WORK INSTRUCTIONS:
Among the lines below, tally those that contain "transitions" and respond with the total only.

§

//! Common state machine error types
//!
//! Shared by domain crates that model lifecycle transitions.

use thiserror::Error;

/// Errors that can occur during state transitions
#[derive(Debug, Error, Clone, PartialEq)]
pub enum StateError {
    #[error("Guard condition failed: {0}")]
    GuardFailed(String),

    #[error("Terminal state: {0} is a terminal state and cannot transition")]
    TerminalState(String),
}

impl From<StateError> for crate::Error {
    fn from(err: StateError) -> Self {
        crate::Error::Validation(err.to_string())
    }
}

§

WRITTEN RESPONSE:
2